Exploring Child Abuse Prevention Methods in Palm Beach County's Haitian Community

Marie Evelyne LaFalaise, Walden University


Child maltreatment (CM) is an enduring problem that impacts the physical, emotional and behavioral attributes of an individual from infancy to adulthood. Parenting education (PE) is recognized as an effective tool to reduce CM for Hispanic, Mexican, Korean, and other immigrants' families. However, gaps in the literature exist about its efficacy with Haitian families. The purpose of this study is to bridge this gap by exploring the perceptions of Haitian parents on their views of PE as an intervention method for CM. The research questions focused on participants' perceptions of PE as a method to reduce CM. Schneider and Ingram's social construction framework of target populations and Bronfenbrenner's ecological systems theory of human development guided this study to explain how CM affects families, community, and societal interaction.
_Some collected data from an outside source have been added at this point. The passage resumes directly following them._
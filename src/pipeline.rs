//! Filter selection and dispatch.
//!
//! [`Filter`] holds one of the six operations together with its validated
//! parameters (and second image where needed). [`Filter::apply`] runs it on a
//! grid; [`apply_batch`] runs it on many grids in parallel.

use std::fmt;

use rand::rngs::StdRng;
use rand::SeedableRng;
use rayon::prelude::*;

use crate::filters::{blur, compare, edge, green_screen, rotate, scatter};
use crate::grid::PixelGrid;
use crate::params::{BlurParams, EdgeParams, GreenScreenParams, RotateParams, ScatterParams};

/// The filters offered to the user, numbered as in the menu.
#[derive(Debug, Clone, Copy, PartialEq, Eq, Hash)]
pub enum FilterKind {
    Scatter = 1,
    EdgeDetect = 2,
    GreenScreen = 3,
    Compare = 4,
    Rotate = 5,
    GaussianBlur = 6,
}

impl FilterKind {
    pub fn label(self) -> &'static str {
        match self {
            FilterKind::Scatter => "Scatter",
            FilterKind::EdgeDetect => "Edge detection",
            FilterKind::GreenScreen => "Green screen with another image",
            FilterKind::Compare => "Compare with another image",
            FilterKind::Rotate => "Rotation",
            FilterKind::GaussianBlur => "Gaussian blur",
        }
    }
}

impl fmt::Display for FilterKind {
    fn fmt(&self, f: &mut fmt::Formatter<'_>) -> fmt::Result {
        write!(f, "{} - {}", *self as u8, self.label())
    }
}

/// A filter with everything it needs besides the input grid.
#[derive(Debug, Clone)]
pub enum Filter {
    Scatter(ScatterParams),
    EdgeDetect(EdgeParams),
    GreenScreen {
        sticker: PixelGrid,
        params: GreenScreenParams,
    },
    Compare {
        other: PixelGrid,
    },
    Rotate(RotateParams),
    GaussianBlur(BlurParams),
}

/// Result of applying a filter.
#[derive(Debug, Clone, PartialEq, Eq)]
pub enum FilterOutput {
    Image(PixelGrid),
    /// Number of differing pixels, from [`Filter::Compare`].
    Difference(usize),
}

impl FilterOutput {
    pub fn image(&self) -> Option<&PixelGrid> {
        match self {
            FilterOutput::Image(grid) => Some(grid),
            FilterOutput::Difference(_) => None,
        }
    }

    pub fn into_image(self) -> Option<PixelGrid> {
        match self {
            FilterOutput::Image(grid) => Some(grid),
            FilterOutput::Difference(_) => None,
        }
    }

    /// Human readable description of a comparison result.
    pub fn summary(&self) -> Option<String> {
        match self {
            FilterOutput::Difference(0) => Some("The images are the same.".to_string()),
            FilterOutput::Difference(n) => Some(format!("The images differ by {} pixels.", n)),
            FilterOutput::Image(_) => None,
        }
    }
}

impl Filter {
    pub fn kind(&self) -> FilterKind {
        match self {
            Filter::Scatter(_) => FilterKind::Scatter,
            Filter::EdgeDetect(_) => FilterKind::EdgeDetect,
            Filter::GreenScreen { .. } => FilterKind::GreenScreen,
            Filter::Compare { .. } => FilterKind::Compare,
            Filter::Rotate(_) => FilterKind::Rotate,
            Filter::GaussianBlur(_) => FilterKind::GaussianBlur,
        }
    }

    /// Apply the filter to `src`. The input grid is never modified.
    pub fn apply(&self, src: &PixelGrid) -> FilterOutput {
        self.apply_indexed(src, 0)
    }

    /// `index` offsets the scatter seed so each image of a batch differs.
    fn apply_indexed(&self, src: &PixelGrid, index: u64) -> FilterOutput {
        let (rows, cols) = src.dim();
        match self {
            Filter::Scatter(params) => {
                tracing::debug!(rows, cols, degree = params.degree, seed = ?params.seed, "scatter");
                let mut rng = match params.seed {
                    Some(seed) => StdRng::seed_from_u64(seed.wrapping_add(index)),
                    None => StdRng::from_entropy(),
                };
                FilterOutput::Image(scatter::scatter(src, params.degree, &mut rng))
            }
            Filter::EdgeDetect(params) => {
                tracing::debug!(rows, cols, threshold = params.threshold, "edge detect");
                FilterOutput::Image(edge::edge_detect(src, params.threshold))
            }
            Filter::GreenScreen { sticker, params } => {
                tracing::debug!(
                    rows,
                    cols,
                    sticker_rows = sticker.rows(),
                    sticker_cols = sticker.cols(),
                    origin = %params.origin,
                    tolerance = params.tolerance,
                    "green screen"
                );
                FilterOutput::Image(green_screen::green_screen(
                    src,
                    sticker,
                    params.origin,
                    params.tolerance,
                ))
            }
            Filter::Compare { other } => {
                tracing::debug!(rows, cols, other_rows = other.rows(), other_cols = other.cols(), "compare");
                FilterOutput::Difference(compare::count_differing_pixels(src, other))
            }
            Filter::Rotate(params) => {
                tracing::debug!(rows, cols, angle = params.angle, "rotate");
                FilterOutput::Image(rotate::rotate(src, params.angle))
            }
            Filter::GaussianBlur(params) => {
                tracing::debug!(rows, cols, radius = params.radius, "gaussian blur");
                FilterOutput::Image(blur::gaussian_blur(src, params.radius))
            }
        }
    }
}

/// Apply one filter to many grids in parallel.
///
/// Results are returned in input order. A seeded scatter uses `seed + i` for
/// the `i`-th grid, so seeded batches are reproducible.
pub fn apply_batch(filter: &Filter, images: &[PixelGrid]) -> Vec<FilterOutput> {
    images
        .par_iter()
        .enumerate()
        .map(|(i, src)| filter.apply_indexed(src, i as u64))
        .collect()
}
A maximum variation purposeful sampling was used to select 19 participants from 3 generations of Haitian nationals living in Palm Beach County, Florida. An exploratory case study design was used to collect data via semistructured interviews, observations, and archival records. Data were coded using NVivo software and analyzed applying Saldana's approach for evolving themes. Findings revealed participants' unfamiliarity with PE and limited knowledge on the experiences of CM. Recommendations include development and application of culturally adaptive PE for Haitians and the promotion of its benefits through technology-based medium to improve participants' acceptance and retention. Implications for positive social change include instituting policies that address the cultural needs of Haitian families and outreach strategies in planning culturally adaptive parenting programs to reduce CM.